Saturday, March 28, 2020

Making a Painting of a Picture

Almost two months ago I posted an old piece of space art of mine that I was intending to turn into a physical painting. At this point in time I'm close enough to finished with it that I might as well show it off, especially since I didn't have space to bring it home with me from uni when I last left so I probably won't be working on it for some time. (I only had enough hands to carry my desk plants.)

If you recall, the original picture looked like this:


The painting currently looks…a bit different. The reason why is actually rather interesting; I decided that for this painting, instead of painting a simple flat black background as I've been doing for my space pictures, I instead wanted to paint a gradient going from dark red to dark blue to make the background more dynamic. Here's that gradient after I painted it:


At this point I realized that the gradient looked like the light was coming from off the edge of the canvas rather than from a star mostly on it, so I decided to shift the composition so that the star was covering the right edge of the canvas. Then I decided to make the star much bigger (so that most of it was actually off the edge of the canvas), and add a massive stellar flare erupting into space. And then I decided I might as well move the planet into more of a profile view and out from in front of the star. Here's what it looked like before I added the planet:


You'll notice it's also gone from landscape to portrait orientation; I think it looks more interesting this way. (Looking at it now, I'm reminded that I've read S-shapes in paintings can catch the eye, so maybe that has something to do with it.) You can see (or maybe you can't here) that I've done my favorite trick of using glass beads in the paint on the star, which gives it a remarkably dynamic look in person. Anyway, here's my first try at a planet roasting in the fiery heat of its parent star:


I definitely didn't like how the planet came out here, so I tried again. (Though the star looks amazing photographed on that red chair like that!) Finally, here's what the painting looks like at the moment:


I tried making the planet look a lot hotter, and think I've mostly succeeded in that; I also tried to make it look like the atmosphere is being blown off by the solar wind pressure, and I'm much less happy with how that came out. (Someone noted it looks like the planet is plunging into the star, and now I can't unsee that.) It also looks rather like the star is reaching out a grasping tendril to grab the hapless planet, which was also not my intention, but which I do find to be rather cool. I am quite happy with how the star and flare turned out; I've discovered I really like painting both of those things, and if I flatter myself, I think I'm getting halfway-decent at it.
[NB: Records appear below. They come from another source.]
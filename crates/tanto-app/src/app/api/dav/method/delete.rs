//! DELETE method handler.

use salvo::http::StatusCode;
use salvo::{Depot, Request, Response, handler};

use crate::app::api::dav::extract::dav_context;
use crate::error::AppResult;

/// ## Summary
/// Removes a file, or a directory and everything below it.
///
/// ## Errors
/// Answers 403 without Delete, 404 if nothing exists, 409 for the library root.
#[handler]
#[tracing::instrument(skip_all, fields(method = "DELETE", path = %req.uri().path()))]
pub async fn delete(req: &mut Request, res: &mut Response, depot: &Depot) {
    match remove(req, depot).await {
        Ok(()) => {
            res.status_code(StatusCode::NO_CONTENT);
        }
        Err(e) => e.write_to(res),
    }
}

async fn remove(req: &Request, depot: &Depot) -> AppResult<()> {
    let ctx = dav_context(req, depot)?;
    ctx.library.remove(&ctx.username, &ctx.path).await?;
    Ok(())
}
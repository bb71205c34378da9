//! OPTIONS method handler.

use salvo::http::{HeaderValue, StatusCode};
use salvo::{Request, Response, handler};
use tanto_core::constants::{ALLOWED_METHODS, DAV_COMPLIANCE};

/// ## Summary
/// Announces the supported methods. Answered without authentication.
///
/// ## Side Effects
/// Sets the `Allow` and `DAV` headers on the response.
#[handler]
#[tracing::instrument(skip_all, fields(path = %req.uri().path()))]
pub async fn options(req: &mut Request, res: &mut Response) {
    #[expect(
        clippy::let_underscore_must_use,
        reason = "Header addition failure is non-fatal"
    )]
    let _ = res.add_header("Allow", HeaderValue::from_static(ALLOWED_METHODS), true);
    #[expect(
        clippy::let_underscore_must_use,
        reason = "Header addition failure is non-fatal"
    )]
    let _ = res.add_header("DAV", HeaderValue::from_static(DAV_COMPLIANCE), true);
    res.status_code(StatusCode::OK);

    tracing::debug!("OPTIONS response sent");
}
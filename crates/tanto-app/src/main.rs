use salvo::Listener;
use salvo::conn::TcpListener;
use tanto_app::app::api::{AppState, routes};
use tanto_core::config::load_config;
use tracing_subscriber::{EnvFilter, fmt, layer::SubscriberExt, reload, util::SubscriberInitExt};

#[tokio::main]
async fn main() -> anyhow::Result<()> {
    let (filter_layer, filter_handle) = reload::Layer::new(EnvFilter::new("debug"));

    tracing_subscriber::registry()
        .with(filter_layer)
        .with(
            fmt::layer()
                .with_target(true)
                .with_thread_ids(true)
                .with_file(true)
                .with_line_number(true),
        )
        .init();

    tracing::info!("Starting Tanto file server");

    let config = load_config()?;

    tracing::info!(
        libraries = config.library.len(),
        scopes = config.scope.len(),
        users = config.user.len(),
        "Configuration loaded"
    );

    if let Ok(filter) = EnvFilter::try_new(config.logging.level.as_str()) {
        if let Err(e) = filter_handle.modify(|current| *current = filter) {
            tracing::warn!(error = %e, "Failed to update log filter from config");
        }
    } else {
        tracing::warn!(level = %config.logging.level, "Invalid log level in config, keeping debug");
    }

    let state = AppState::from_settings(&config);

    let bind_addr = config.server.bind_addr();
    let acceptor = TcpListener::new(bind_addr.clone()).bind().await;

    let router = routes(&state)?;

    tracing::info!("Server listening on {bind_addr}");

    salvo::Server::new(acceptor).serve(router).await;

    Ok(())
}
//! PUT integration tests.

use salvo::http::StatusCode;

use super::helpers::*;

#[test_log::test(tokio::test)]
async fn put_creates_then_replaces() {
    let server = TestServer::new();

    TestRequest::put("/share/notes/c.md")
        .basic_auth("alice", "secret")
        .body("first")
        .send(&server.service)
        .await
        .assert_status(StatusCode::CREATED);
    assert_eq!(server.read("/notes/c.md").as_deref(), Some("first"));

    TestRequest::put("/share/notes/c.md")
        .basic_auth("alice", "secret")
        .body("second")
        .send(&server.service)
        .await
        .assert_status(StatusCode::NO_CONTENT);
    assert_eq!(server.read("/notes/c.md").as_deref(), Some("second"));
}

#[test_log::test(tokio::test)]
async fn put_without_write_is_forbidden() {
    let server = TestServer::new();

    TestRequest::put("/share/public/new.txt")
        .basic_auth("bob", "hunter2")
        .body("nope")
        .send(&server.service)
        .await
        .assert_status(StatusCode::FORBIDDEN);

    assert!(!server.exists("/public/new.txt"));
}

#[test_log::test(tokio::test)]
async fn put_does_not_touch_read_only_file() {
    let server = TestServer::new();

    TestRequest::put("/share/public/readme.txt")
        .basic_auth("bob", "hunter2")
        .body("defaced")
        .send(&server.service)
        .await
        .assert_status(StatusCode::FORBIDDEN);

    assert_eq!(server.read("/public/readme.txt").as_deref(), Some("hello"));
}

#[test_log::test(tokio::test)]
async fn put_into_missing_directory_conflicts() {
    let server = TestServer::new();

    TestRequest::put("/share/notes/missing/c.md")
        .basic_auth("alice", "secret")
        .body("orphan")
        .send(&server.service)
        .await
        .assert_status(StatusCode::CONFLICT);
}

#[test_log::test(tokio::test)]
async fn put_excluded_extension_is_forbidden() {
    let server = TestServer::new();

    TestRequest::put("/share/notes/secret.key")
        .basic_auth("alice", "secret")
        .body("k")
        .send(&server.service)
        .await
        .assert_status(StatusCode::FORBIDDEN);

    assert!(!server.exists("/notes/secret.key"));
}
//! Local filesystem backend for a library.

use std::io::ErrorKind;
use std::path::{Path, PathBuf};

use tanto_core::util::path::{clean_path, file_name};
use tokio::fs;

use crate::error::{ServiceError, ServiceResult};

/// One entry of a directory listing.
#[derive(Debug, Clone, PartialEq, Eq)]
pub struct EntryInfo {
    pub name: String,
    pub is_dir: bool,
    pub len: u64,
}

impl EntryInfo {
    fn from_metadata(name: String, metadata: &std::fs::Metadata) -> Self {
        Self {
            name,
            is_dir: metadata.is_dir(),
            len: if metadata.is_dir() { 0 } else { metadata.len() },
        }
    }
}

/// ## Summary
/// A directory tree rooted at a library's mount point.
///
/// Paths passed in are library paths (`/docs/a.txt`); they are cleaned before
/// being joined under the root, so `..` cannot leave it.
#[derive(Debug, Clone)]
pub struct LocalStorage {
    root: PathBuf,
}

impl LocalStorage {
    #[must_use]
    pub fn new(root: impl Into<PathBuf>) -> Self {
        Self { root: root.into() }
    }

    #[must_use]
    pub fn root(&self) -> &Path {
        &self.root
    }

    /// Maps a library path to a filesystem path beneath the root.
    #[must_use]
    pub fn resolve(&self, path: &str) -> PathBuf {
        let cleaned = clean_path(path);
        self.root.join(cleaned.trim_start_matches('/'))
    }

    /// ## Errors
    /// Returns `NotFound` if nothing exists at `path`.
    pub async fn stat(&self, path: &str) -> ServiceResult<EntryInfo> {
        let metadata = fs::metadata(self.resolve(path))
            .await
            .map_err(|e| map_io(e, path))?;
        let name = file_name(&clean_path(path)).to_string();
        Ok(EntryInfo::from_metadata(name, &metadata))
    }

    /// ## Errors
    /// Returns `NotFound` if the file does not exist.
    pub async fn read(&self, path: &str) -> ServiceResult<Vec<u8>> {
        fs::read(self.resolve(path)).await.map_err(|e| map_io(e, path))
    }

    /// ## Summary
    /// Creates or truncates the file at `path` and writes `data` to it.
    ///
    /// Returns `true` if the file did not exist before.
    ///
    /// ## Errors
    /// Returns `Conflict` if the parent directory is missing or `path` is a
    /// directory.
    pub async fn write(&self, path: &str, data: &[u8]) -> ServiceResult<bool> {
        let target = self.resolve(path);
        let created = match fs::metadata(&target).await {
            Ok(metadata) if metadata.is_dir() => {
                return Err(ServiceError::Conflict(format!("{path} is a directory")));
            }
            Ok(_) => false,
            Err(e) if e.kind() == ErrorKind::NotFound => true,
            Err(e) => return Err(e.into()),
        };

        fs::write(&target, data)
            .await
            .map_err(|e| map_missing_parent(e, path))?;
        Ok(created)
    }

    /// ## Errors
    /// Returns `AlreadyExists` if `path` exists and `Conflict` if its parent
    /// does not.
    pub async fn create_dir(&self, path: &str) -> ServiceResult<()> {
        fs::create_dir(self.resolve(path))
            .await
            .map_err(|e| map_missing_parent(e, path))
    }

    /// ## Summary
    /// Removes a file, or a directory with everything below it.
    ///
    /// ## Errors
    /// Returns `NotFound` if nothing exists at `path`.
    pub async fn remove(&self, path: &str) -> ServiceResult<()> {
        let target = self.resolve(path);
        let metadata = fs::symlink_metadata(&target)
            .await
            .map_err(|e| map_io(e, path))?;

        let removed = if metadata.is_dir() {
            fs::remove_dir_all(&target).await
        } else {
            fs::remove_file(&target).await
        };
        removed.map_err(|e| map_io(e, path))
    }

    /// ## Summary
    /// Moves `from` to `to`, replacing an existing file at `to`.
    ///
    /// Returns `true` if nothing existed at `to` before.
    ///
    /// ## Errors
    /// Returns `NotFound` if `from` does not exist and `Conflict` if the parent
    /// of `to` is missing.
    pub async fn rename(&self, from: &str, to: &str) -> ServiceResult<bool> {
        let source = self.resolve(from);
        let target = self.resolve(to);

        fs::symlink_metadata(&source)
            .await
            .map_err(|e| map_io(e, from))?;
        let created = fs::symlink_metadata(&target).await.is_err();

        fs::rename(&source, &target)
            .await
            .map_err(|e| map_missing_parent(e, to))?;
        Ok(created)
    }

    /// ## Summary
    /// Lists the entries of the directory at `path`, sorted by name.
    ///
    /// Entries whose names are not valid UTF-8 are skipped.
    ///
    /// ## Errors
    /// Returns `NotFound` if the directory does not exist.
    pub async fn read_dir(&self, path: &str) -> ServiceResult<Vec<EntryInfo>> {
        let mut reader = fs::read_dir(self.resolve(path))
            .await
            .map_err(|e| map_io(e, path))?;

        let mut entries = Vec::new();
        while let Some(entry) = reader.next_entry().await? {
            let Ok(name) = entry.file_name().into_string() else {
                tracing::debug!(dir = %path, "Skipping entry with non UTF-8 name");
                continue;
            };
            let metadata = entry.metadata().await?;
            entries.push(EntryInfo::from_metadata(name, &metadata));
        }

        entries.sort_by(|a, b| a.name.cmp(&b.name));
        Ok(entries)
    }
}

fn map_io(err: std::io::Error, path: &str) -> ServiceError {
    match err.kind() {
        ErrorKind::NotFound => ServiceError::NotFound(path.to_string()),
        ErrorKind::AlreadyExists => ServiceError::AlreadyExists(path.to_string()),
        _ => ServiceError::Io(err),
    }
}

/// Like `map_io`, but a missing path means the parent directory is missing.
fn map_missing_parent(err: std::io::Error, path: &str) -> ServiceError {
    match err.kind() {
        ErrorKind::NotFound => ServiceError::Conflict(format!("parent of {path} does not exist")),
        _ => map_io(err, path),
    }
}
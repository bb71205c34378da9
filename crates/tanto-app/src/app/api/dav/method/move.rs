//! MOVE method handler.

use salvo::http::StatusCode;
use salvo::{Depot, Request, Response, handler};

use crate::app::api::dav::extract::{dav_context, destination_path};
use crate::error::AppResult;

/// ## Summary
/// Moves a resource to the `Destination` inside the same library.
///
/// ## Side Effects
/// Replaces an existing file at the destination. Returns 201 when the
/// destination was created, 204 when it was replaced.
///
/// ## Errors
/// Answers 400 for a missing or foreign `Destination`, 403 without Rename on
/// either path, 404 if the source is missing, 409 if the destination parent is.
#[handler]
#[tracing::instrument(skip_all, fields(method = "MOVE", path = %req.uri().path()))]
pub async fn r#move(req: &mut Request, res: &mut Response, depot: &Depot) {
    match relocate(req, depot).await {
        Ok(true) => {
            res.status_code(StatusCode::CREATED);
        }
        Ok(false) => {
            res.status_code(StatusCode::NO_CONTENT);
        }
        Err(e) => e.write_to(res),
    }
}

async fn relocate(req: &Request, depot: &Depot) -> AppResult<bool> {
    let ctx = dav_context(req, depot)?;
    let destination = destination_path(req, &ctx.library)?;
    tracing::debug!(from = %ctx.path, to = %destination, "Moving resource");

    Ok(ctx
        .library
        .rename(&ctx.username, &ctx.path, &destination)
        .await?)
}
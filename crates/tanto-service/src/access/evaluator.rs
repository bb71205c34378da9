//! Per-library access evaluation.
//!
//! The evaluator is built once from configuration and never mutated, so it is
//! shared between request handlers without locking.

use std::collections::HashMap;
use std::sync::Arc;

use tanto_core::config::Settings;

use super::operation::FileOperation;
use super::permission::PermissionSet;
use super::scope::{Decision, Scope, ScopeGroup};
use crate::error::{ServiceError, ServiceResult};

/// Resolves a user's scope group within one library and applies it.
#[derive(Debug, Clone, Default)]
pub struct AccessEvaluator {
    user_scopes: HashMap<String, ScopeGroup>,
}

impl AccessEvaluator {
    #[must_use]
    pub fn new(user_scopes: HashMap<String, ScopeGroup>) -> Self {
        Self { user_scopes }
    }

    /// ## Summary
    /// Joins configured users to the scopes of `library`.
    ///
    /// Each scope is built once and shared by every user it is assigned to. A
    /// user's group follows the order of the `[[scope]]` tables.
    ///
    /// Returns the evaluator and the first scope construction error, if any.
    #[must_use]
    pub fn for_library(settings: &Settings, library: &str) -> (Self, Option<ServiceError>) {
        let mut user_scopes: HashMap<String, ScopeGroup> = HashMap::new();
        let mut first_err = None;

        for scope_config in settings.scope.iter().filter(|s| s.library == library) {
            let (scope, err) = Scope::from_config(scope_config);
            if first_err.is_none() {
                first_err = err;
            }
            let scope = Arc::new(scope);

            for user in settings
                .user
                .iter()
                .filter(|u| u.scope.contains(&scope_config.name))
            {
                user_scopes
                    .entry(user.username.clone())
                    .or_default()
                    .push(Arc::clone(&scope));
            }
        }

        tracing::debug!(
            library = %library,
            user_count = user_scopes.len(),
            "Access evaluator built"
        );

        (Self::new(user_scopes), first_err)
    }

    /// Scope group of `username`; empty for unknown users.
    #[must_use]
    pub fn scope_group(&self, username: &str) -> Option<&ScopeGroup> {
        self.user_scopes.get(username)
    }

    /// ## Summary
    /// Decides whether `username` may use `needed` on the clean `path`.
    #[must_use]
    pub fn evaluate(&self, username: &str, path: &str, needed: PermissionSet) -> Decision {
        self.scope_group(username)
            .map(|group| group.evaluate(path, needed))
            .unwrap_or_default()
    }

    /// ## Summary
    /// Requires access, logging the diagnostic flags on denial.
    ///
    /// ## Errors
    /// Returns `PermissionDenied` when no scope grants `needed` on `path`.
    pub fn check(&self, username: &str, path: &str, needed: PermissionSet) -> ServiceResult<()> {
        let decision = self.evaluate(username, path, needed);
        if decision.granted {
            return Ok(());
        }

        tracing::debug!(
            username = %username,
            path = %path,
            needed = %needed,
            matched = decision.matched_some_include,
            had_permission = decision.had_permission,
            "permission forbidden"
        );
        Err(ServiceError::PermissionDenied {
            path: path.to_string(),
            needed,
        })
    }

    /// Requires access for a file operation.
    ///
    /// ## Errors
    /// Returns `PermissionDenied` when the operation's requirement is not granted.
    pub fn check_operation(
        &self,
        username: &str,
        path: &str,
        operation: FileOperation,
    ) -> ServiceResult<()> {
        self.check(username, path, operation.required_permission())
    }
}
The decision to move the planet to a side view like this was also partly inspired by the discovery of a hot Jupiter in an astonishingly-tight 18 hour orbit back in February, in a coincidental nod to the inspiration behind the original piece of art. In the linked article they note that the planet they found, NGTS-10b, has an orbital distance only twice the diameter of its parent star (a fairly Sun-like star, though about a thousand kelvins cooler). Which would put it a bit further out than this planet, but not a whole lot. (For reference, that's some 27 times closer than Mercury is to our Sun.)

I don't actually have a name for this painting at the moment, and I'll probably wait on one until I can get back to it and try to improve the planet and its escaping atmosphere a bit. In the meantime I figured I'd share it with you all rather than waiting till I could properly finish it. It's 14”×18”, if you were wondering. A hui hou!